(Instructions to follow) Which lines of the entries contain the string "else"? Please find them and copy them.

(Records shown)
//! Markdown lesson import.
//!
//! Thematic breaks (`---`) separate blocks. A first block that opens with a
//! level 1 heading becomes the lesson's title block.

use pulldown_cmark::{Event, Options, Parser, Tag};

use crate::editing::{Block, BlockKind, Document, EditError, Mark, Node, Placeholders, TextBlock, TextKind};

/// Open elements, tracked so end events need no inspection
#[derive(Debug, Clone, Copy, PartialEq)]
enum Open {
    Text,
    List,
    Item,
    Quote,
    Mark(Mark),
    Image,
    Other,
}

/// Text node under construction
struct PendingText {
    kind: TextKind,
    text: String,
    marks: Vec<(Mark, usize, usize)>,
}

#[derive(Default)]
struct Importer {
    blocks: Vec<Vec<Node>>,
    nodes: Vec<Node>,
    text: Option<PendingText>,
    stack: Vec<Open>,
    lists: Vec<bool>,
    open_marks: Vec<(Mark, usize)>,
    quote_depth: usize,
    image: Option<(String, String)>,
}

impl Importer {
    fn context_kind(&self) -> TextKind {
        if self.stack.contains(&Open::Item) {
            TextKind::ListItem {
                ordered: self.lists.last().copied().unwrap_or(false),
            }
        } else if self.quote_depth > 0 {
            TextKind::Quote
        } else {
            TextKind::Paragraph
        }
    }

    fn begin_text(&mut self, kind: TextKind) {
        if let Some(pending) = &mut self.text
            && pending.text.is_empty()
        {
            // A loose list item opens a paragraph inside the item
            if kind != TextKind::Paragraph && !matches!(kind, TextKind::ListItem { .. }) {
                pending.kind = kind;
            }
            return;
        }
        self.finish_text();
        self.text = Some(PendingText {
            kind,
            text: String::new(),
            marks: Vec::new(),
        });
    }

    fn push_str(&mut self, text: &str) {
        if let Some((_, alt)) = &mut self.image {
            alt.push_str(text);
            return;
        }
        if self.text.is_none() {
            let kind = self.context_kind();
            self.begin_text(kind);
        }
        if let Some(pending) = &mut self.text {
            pending.text.push_str(text);
        }
    }

    fn text_len(&self) -> usize {
        self.text.as_ref().map(|pending| pending.text.len()).unwrap_or(0)
    }

    fn close_mark(&mut self, mark: Mark) {
        let Some(index) = self.open_marks.iter().rposition(|(open, _)| *open == mark) else {
            return;
        };
        let (_, start) = self.open_marks.remove(index);
        let end = self.text_len();
        if let Some(pending) = &mut self.text {
            pending.marks.push((mark, start, end));
        }
    }

    fn finish_text(&mut self) {
        let Some(pending) = self.text.take() else {
            return;
        };
        let mut text = pending.text;
        if pending.kind == TextKind::Code && text.ends_with('\n') {
            text.pop();
        }
        let mut node = TextBlock::with_text(pending.kind, &text);
        for (mark, start, end) in pending.marks {
            node = node.with_mark(mark, start..end);
        }
        self.nodes.push(Node::Text(node));
    }

    fn finish_block(&mut self) {
        self.finish_text();
        if self.nodes.is_empty() {
            return;
        }
        // Blocks end in text so the caret can always leave a trailing image
        if !matches!(self.nodes.last(), Some(Node::Text(_))) {
            self.nodes.push(Node::Text(TextBlock::new(TextKind::Paragraph)));
        }
        self.blocks.push(std::mem::take(&mut self.nodes));
    }

    fn start(&mut self, tag: Tag<'_>) {
        let open = match tag {
            Tag::Paragraph => {
                let kind = self.context_kind();
                self.begin_text(kind);
                Open::Text
            }
            Tag::Heading { level, .. } => {
                self.begin_text(TextKind::Heading { level: level as u8 });
                Open::Text
            }
            Tag::CodeBlock(_) => {
                self.finish_text();
                self.begin_text(TextKind::Code);
                Open::Text
            }
            Tag::BlockQuote(..) => {
                self.finish_text();
                self.quote_depth += 1;
                Open::Quote
            }
            Tag::List(start) => {
                self.finish_text();
                self.lists.push(start.is_some());
                Open::List
            }
            Tag::Item => {
                self.finish_text();
                self.stack.push(Open::Item);
                let kind = self.context_kind();
                self.stack.pop();
                self.begin_text(kind);
                Open::Item
            }
            Tag::Emphasis => self.open_mark(Mark::Italic),
            Tag::Strong => self.open_mark(Mark::Bold),
            Tag::Strikethrough => self.open_mark(Mark::Strike),
            Tag::Image { dest_url, .. } => {
                self.image = Some((dest_url.to_string(), String::new()));
                Open::Image
            }
            _ => Open::Other,
        };
        self.stack.push(open);
    }

    fn open_mark(&mut self, mark: Mark) -> Open {
        let start = self.text_len();
        self.open_marks.push((mark, start));
        Open::Mark(mark)
    }

    fn end(&mut self) {
        match self.stack.pop() {
            Some(Open::Text) | Some(Open::Item) => self.finish_text(),
            Some(Open::List) => {
                self.finish_text();
                self.lists.pop();
            }
            Some(Open::Quote) => {
                self.finish_text();
                self.quote_depth = self.quote_depth.saturating_sub(1);
            }
            Some(Open::Mark(mark)) => self.close_mark(mark),
            Some(Open::Image) => {
                if let Some((src, alt)) = self.image.take() {
                    if self.text.as_ref().is_some_and(|pending| pending.text.is_empty()) {
                        self.text = None;
                    }
                    self.finish_text();
                    self.nodes.push(Node::Image { src, alt });
                }
            }
            Some(Open::Other) | None => {}
        }
    }

    fn inline_code(&mut self, code: &str) {
        let start = self.text_len();
        self.push_str(code);
        let end = self.text_len();
        if let Some(pending) = &mut self.text {
            pending.marks.push((Mark::Code, start, end));
        }
    }
}

/// Build a document from a Markdown lesson
pub fn parse_lesson(markdown: &str, placeholders: &Placeholders) -> Result<Document, EditError> {
    let mut options = Options::empty();
    options.insert(Options::ENABLE_STRIKETHROUGH);

    let mut importer = Importer::default();
    for event in Parser::new_ext(markdown, options) {
        match event {
            Event::Start(tag) => importer.start(tag),
            Event::End(_) => importer.end(),
            Event::Text(text) => importer.push_str(&text),
            Event::Code(code) => importer.inline_code(&code),
            Event::SoftBreak => importer.push_str(" "),
            Event::HardBreak => importer.push_str("\n"),
            Event::Rule => importer.finish_block(),
            _ => {}
        }
    }
    importer.finish_block();

    if importer.blocks.is_empty() {
        let kind = BlockKind::Content;
        return Document::from_blocks(vec![Block::new(kind, placeholders.for_kind(kind))])
            .map(|doc| doc.with_placeholders(placeholders.clone()));
    }

    let blocks = importer
        .blocks
        .into_iter()
        .enumerate()
        .map(|(index, content)| {
            let leads_with_h1 = matches!(
                content.first(),
                Some(Node::Text(text)) if text.kind() == TextKind::Heading { level: 1 }
            );
            let kind = if index == 0 && leads_with_h1 {
                BlockKind::Title
            } else {
                BlockKind::Content
            };
            Block::with_content(kind, placeholders.for_kind(kind), content)
        })
        .collect();
    log::debug!("imported lesson");
    Ok(Document::from_blocks(blocks)?.with_placeholders(placeholders.clone()))
}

(Exercise answer)
        } else if self.quote_depth > 0 {
        } else {
        let Some(index) = self.open_marks.iter().rposition(|(open, _)| *open == mark) else {
        let Some(pending) = self.text.take() else {
            } else {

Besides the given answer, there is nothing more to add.